#### Task brief
The required answer is a copy of each line in the entries below that includes "find".

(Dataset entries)
● ● ● ●

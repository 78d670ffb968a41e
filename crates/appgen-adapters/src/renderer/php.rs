//! PHP renderer: turns a structural `SourceUnit` into PHP 8 source text.
//!
//! Layout rules:
//! - tab indentation, one class per file;
//! - `declare(strict_types=1);` when the unit asks for it;
//! - imports sorted, one `use` per line;
//! - type names shortened against the namespace and imports, otherwise
//!   written fully qualified with a leading `\`.
//!
//! Output is not blank-line normalized; the scaffold service does that.

use std::collections::BTreeSet;

use appgen_core::{
    application::{ApplicationError, ports::SourceRenderer},
    domain::{
        common::is_identifier,
        source::{
            ClassDecl, ClassModifier, Import, MethodDecl, Param, PropertyDecl, SourceUnit,
            TypeHint, is_builtin_type,
        },
    },
    error::AppGenResult,
};
use tracing::{instrument, trace};

const INDENT: &str = "\t";

/// Renders [`SourceUnit`]s as PHP.
#[derive(Debug, Clone, Copy, Default)]
pub struct PhpRenderer;

impl PhpRenderer {
    pub fn new() -> Self {
        Self
    }
}

impl SourceRenderer for PhpRenderer {
    #[instrument(skip_all, fields(class = %unit.declaration.name))]
    fn render(&self, unit: &SourceUnit) -> AppGenResult<String> {
        check(unit)?;

        let names = NameTable::new(unit);
        let mut out = Printer::default();

        out.line(0, "<?php");
        out.blank();
        if unit.strict_types {
            out.line(0, "declare(strict_types=1);");
            out.blank();
        }
        if !unit.namespace.is_empty() {
            out.line(0, &format!("namespace {};", unit.namespace));
            out.blank();
        }

        if !names.imports.is_empty() {
            for import in &names.imports {
                match &import.alias {
                    Some(alias) => out.line(0, &format!("use {} as {alias};", import.name)),
                    None => out.line(0, &format!("use {};", import.name)),
                }
            }
            out.blank();
        }

        render_class(&mut out, &names, &unit.declaration);

        trace!(lines = out.lines.len(), "Rendered unit");
        Ok(out.finish())
    }

    fn file_extension(&self) -> &'static str {
        "php"
    }
}

fn check(unit: &SourceUnit) -> AppGenResult<()> {
    let decl = &unit.declaration;
    let bad = |reason: String| -> AppGenResult<()> {
        Err(ApplicationError::RenderingFailed {
            artifact: unit.class_name().to_string(),
            reason,
        }
        .into())
    };

    if !is_identifier(&decl.name) {
        return bad(format!("'{}' is not a valid class name", decl.name));
    }
    if let Some(method) = decl.methods.iter().find(|m| !is_identifier(&m.name)) {
        return bad(format!("'{}' is not a valid method name", method.name));
    }
    if let Some(property) = decl.properties.iter().find(|p| !is_identifier(&p.name)) {
        return bad(format!("'{}' is not a valid property name", property.name));
    }
    Ok(())
}

// ── Names ────────────────────────────────────────────────────────────────────

/// How type names are written inside one unit.
struct NameTable<'a> {
    namespace: &'a str,
    imports: BTreeSet<&'a Import>,
}

impl<'a> NameTable<'a> {
    /// Imports whose local name collides with the declared class are dropped;
    /// references to them are written fully qualified instead.
    fn new(unit: &'a SourceUnit) -> Self {
        let imports = unit
            .imports
            .iter()
            .filter(|import| import.local_name() != unit.declaration.name)
            .collect();
        Self {
            namespace: &unit.namespace,
            imports,
        }
    }

    fn shorten(&self, name: &str) -> String {
        let name = name.trim_start_matches('\\');
        if is_builtin_type(name) {
            return name.to_string();
        }
        if let Some(import) = self.imports.iter().find(|i| i.name == name) {
            return import.local_name().to_string();
        }

        let (namespace, short) = name.rsplit_once('\\').unwrap_or(("", name));
        if namespace == self.namespace {
            short.to_string()
        } else {
            format!("\\{name}")
        }
    }

    fn hint(&self, hint: &TypeHint) -> String {
        let name = self.shorten(&hint.name);
        if hint.nullable && name != "mixed" && name != "null" {
            format!("?{name}")
        } else {
            name
        }
    }

    fn param(&self, param: &Param) -> String {
        let mut text = String::new();
        if let Some(visibility) = param.promoted {
            text.push_str(visibility.as_str());
            text.push(' ');
        }
        if let Some(hint) = &param.type_hint {
            text.push_str(&self.hint(hint));
            text.push(' ');
        }
        text.push('$');
        text.push_str(&param.name);
        if let Some(default) = &param.default {
            text.push_str(" = ");
            text.push_str(default);
        }
        text
    }
}

// ── Declarations ─────────────────────────────────────────────────────────────

fn render_class(out: &mut Printer, names: &NameTable<'_>, decl: &ClassDecl) {
    render_doc(out, 0, &decl.doc);

    let mut header = String::new();
    match decl.modifier {
        ClassModifier::Abstract => header.push_str("abstract "),
        ClassModifier::Final => header.push_str("final "),
        ClassModifier::None => {}
    }
    header.push_str("class ");
    header.push_str(&decl.name);
    if let Some(parent) = &decl.extends {
        header.push_str(" extends ");
        header.push_str(&names.shorten(parent));
    }
    if !decl.implements.is_empty() {
        let interfaces: Vec<String> = decl.implements.iter().map(|i| names.shorten(i)).collect();
        header.push_str(" implements ");
        header.push_str(&interfaces.join(", "));
    }
    out.line(0, &header);
    out.line(0, "{");

    let mut first = true;
    let mut separate = |out: &mut Printer| {
        if !std::mem::take(&mut first) {
            out.blank();
        }
    };

    if !decl.traits.is_empty() {
        separate(out);
        for name in &decl.traits {
            out.line(1, &format!("use {};", names.shorten(name)));
        }
    }
    for property in &decl.properties {
        separate(out);
        render_property(out, names, property);
    }
    for method in &decl.methods {
        separate(out);
        render_method(out, names, method);
    }

    out.line(0, "}");
}

fn render_property(out: &mut Printer, names: &NameTable<'_>, property: &PropertyDecl) {
    render_doc(out, 1, &property.doc);

    let mut line = format!("{} ", property.visibility.as_str());
    if let Some(hint) = &property.type_hint {
        line.push_str(&names.hint(hint));
        line.push(' ');
    }
    line.push('$');
    line.push_str(&property.name);
    if let Some(default) = &property.default {
        line.push_str(" = ");
        line.push_str(default);
    }
    line.push(';');
    out.line(1, &line);
}

fn render_method(out: &mut Printer, names: &NameTable<'_>, method: &MethodDecl) {
    render_doc(out, 1, &method.doc);

    let head = format!("{} function {}", method.visibility.as_str(), method.name);
    let returns = method
        .return_type
        .as_ref()
        .map(|hint| format!(": {}", names.hint(hint)))
        .unwrap_or_default();

    if method.params.iter().any(|p| p.promoted.is_some()) {
        out.line(1, &format!("{head}("));
        for param in &method.params {
            out.line(2, &format!("{},", names.param(param)));
        }
        out.line(1, &format!("){returns} {{"));
    } else {
        let params: Vec<String> = method.params.iter().map(|p| names.param(p)).collect();
        out.line(1, &format!("{head}({}){returns}", params.join(", ")));
        out.line(1, "{");
    }

    for statement in &method.body {
        if statement.is_empty() {
            out.blank();
        } else {
            out.line(2, statement);
        }
    }
    out.line(1, "}");
}

fn render_doc(out: &mut Printer, depth: usize, doc: &[String]) {
    match doc {
        [] => {}
        [single] => out.line(depth, &format!("/** {single} */")),
        lines => {
            out.line(depth, "/**");
            for line in lines {
                if line.is_empty() {
                    out.line(depth, " *");
                } else {
                    out.line(depth, &format!(" * {line}"));
                }
            }
            out.line(depth, " */");
        }
    }
}

// ── Output buffer ────────────────────────────────────────────────────────────

#[derive(Default)]
struct Printer {
    lines: Vec<String>,
}

impl Printer {
    fn line(&mut self, depth: usize, text: &str) {
        self.lines.push(format!("{}{text}", INDENT.repeat(depth)));
    }

    fn blank(&mut self) {
        self.lines.push(String::new());
    }

    fn finish(self) -> String {
        let mut text = self.lines.join("\n");
        text.push('\n');
        text
    }
}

● ● ● ●

#### Output of the exercise
    if let Some(method) = decl.methods.iter().find(|m| !is_identifier(&m.name)) {
    if let Some(property) = decl.properties.iter().find(|p| !is_identifier(&p.name)) {
        if let Some(import) = self.imports.iter().find(|i| i.name == name) {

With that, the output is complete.